Op 17 augustus 2020 heeft appellante een aanvraag om bijzondere bijstand ingediend voor reiskosten om haar spullen (waaronder een beeldschermloep met een waarde van € 5.000,-) op te halen in Hongarije.

1.9.

Met een besluit van 9 september 2020 heeft het college de aanvraag van appellante om bijzondere bijstand voor reiskosten afgewezen. Appellante heeft daartegen bezwaar gemaakt maar het college is met het besluit van 12 november 2020 (bestreden besluit 3) bij de afwijzing van de aanvraag gebleven. Aan de besluitvorming heeft het college, voor zover hier van belang, ten grondslag gelegd dat geen sprake is van noodzakelijke kosten. Er is ook geen sprake van zeer dringende redenen om toch bijstand te verlenen, omdat niet is gebleken van een acute noodsituatie.

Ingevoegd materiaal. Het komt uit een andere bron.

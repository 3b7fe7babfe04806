//! Flat `requirements.txt` merging

use crate::environment::{normalize_name, requirement_name, InstallResult};
use std::collections::{BTreeMap, HashSet};

/// Merge install results into existing requirement lines.
///
/// Every package named in `results` loses its old lines; succeeded ones come
/// back pinned to the resolved version. Lines for other packages are kept,
/// including several lines for one name (environment markers). Comments,
/// pip options and bare URL or path lines are kept ahead of the
/// requirements, which are sorted by normalized name. Identical lines are
/// written once. Applying the same results to the output again changes
/// nothing.
pub fn write_requirements(results: &[InstallResult], existing: &str) -> String {
    let touched: HashSet<String> = results
        .iter()
        .map(|r| r.spec().normalized_name())
        .collect();

    let mut preamble: Vec<&str> = Vec::new();
    let mut entries: BTreeMap<String, Vec<String>> = BTreeMap::new();

    for line in existing.lines().map(str::trim).filter(|l| !l.is_empty()) {
        match requirement_name(line) {
            Some(name) => {
                let key = normalize_name(name);
                if touched.contains(&key) {
                    continue;
                }
                let lines = entries.entry(key).or_default();
                if !lines.iter().any(|l| l == line) {
                    lines.push(line.to_string());
                }
            }
            None => {
                if !preamble.contains(&line) {
                    preamble.push(line);
                }
            }
        }
    }

    for result in results {
        if let Some(pinned) = result.pinned_requirement() {
            entries.insert(result.spec().normalized_name(), vec![pinned]);
        }
    }

    preamble
        .into_iter()
        .map(str::to_string)
        .chain(entries.into_values().flatten())
        .map(|line| line + "\n")
        .collect()
}

#[cfg(test)]
mod tests {
    use super::*;
    use crate::environment::{FailureReason, PackageSpec};

    fn results() -> Vec<InstallResult> {
        vec![
            InstallResult::succeeded(PackageSpec::latest("pytest"), "8.2.0", 1),
            InstallResult::failed(
                PackageSpec::pinned("not-a-real-pkg-xyz", "1.0"),
                FailureReason::NotFound,
                1,
            ),
            InstallResult::succeeded(PackageSpec::pinned("Black", "24.1.0"), "24.1.0", 1),
        ]
    }

    #[test]
    fn test_only_successes_are_written() {
        let out = write_requirements(&results(), "");
        assert_eq!(out, "Black==24.1.0\npytest==8.2.0\n");
        assert!(!out.contains("not-a-real-pkg-xyz"));
    }

    #[test]
    fn test_manual_entries_survive() {
        let existing = "# pinned by hand\nrequests>=2.0\npytest==7.0.0\n\n-r dev.txt\n";
        let out = write_requirements(&results(), existing);
        assert_eq!(
            out,
            "# pinned by hand\n-r dev.txt\nBlack==24.1.0\npytest==8.2.0\nrequests>=2.0\n"
        );
    }

    #[test]
    fn test_marker_variants_and_url_lines_survive() {
        let existing = "numpy<2; python_version<'3.9'\n\
                        numpy>=2; python_version>='3.9'\n\
                        git+https://github.com/a/one.git\n\
                        git+https://github.com/b/two.git\n\
                        numpy<2; python_version<'3.9'\n";
        let out = write_requirements(&results(), existing);
        assert_eq!(
            out,
            "git+https://github.com/a/one.git\n\
             git+https://github.com/b/two.git\n\
             Black==24.1.0\n\
             numpy<2; python_version<'3.9'\n\
             numpy>=2; python_version>='3.9'\n\
             pytest==8.2.0\n"
        );
        assert_eq!(write_requirements(&results(), &out), out);
    }

    #[test]
    fn test_stale_entry_with_other_spelling_is_replaced() {
        let out = write_requirements(&results(), "black==23.0\n");
        assert_eq!(out, "Black==24.1.0\npytest==8.2.0\n");
    }

    #[test]
    fn test_idempotent() {
        let once = write_requirements(&results(), "requests\n# note\n");
        let twice = write_requirements(&results(), &once);
        assert_eq!(once, twice);
    }

    #[test]
    fn test_nothing_installed_keeps_manual_lines() {
        assert_eq!(write_requirements(&[], ""), "");
        assert_eq!(write_requirements(&[], "flask\n"), "flask\n");
    }
}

Bijzondere bijstand voor de kosten van een matras (zaak 22/3051 PW)

1.10.

Op 1 oktober 2020 heeft appellante een aanvraag om bijzondere bijstand ingediend voor de kosten van twee eenpersoonsmatrassen en een matrasbeschermer. Met het besluit van 15 oktober 2020 heeft het college de aanvraag van appellante afgewezen.

1.11.

Appellante heeft bezwaar gemaakt tegen het besluit van 15 oktober 2020 en met een besluit van 7 januari 2020 (lees: 2021) heeft het college het bezwaar van appellante gegrond verklaard (bestreden besluit 4). Aan appellante is bijzondere bijstand toegekend voor de kosten van een eenpersoonsmatras van € 99,-, in de vorm van een geldlening. Volgens het college heeft appellante een tekortschietend besef van verantwoordelijkheid getoond. Na de verbroken relatie had appellante recht op een gedeelte van de gezamenlijke inboedel. Zij heeft daar geen aanspraak op gemaakt en heeft bij de verdeling van de boedel ook geen compensatie gevraagd.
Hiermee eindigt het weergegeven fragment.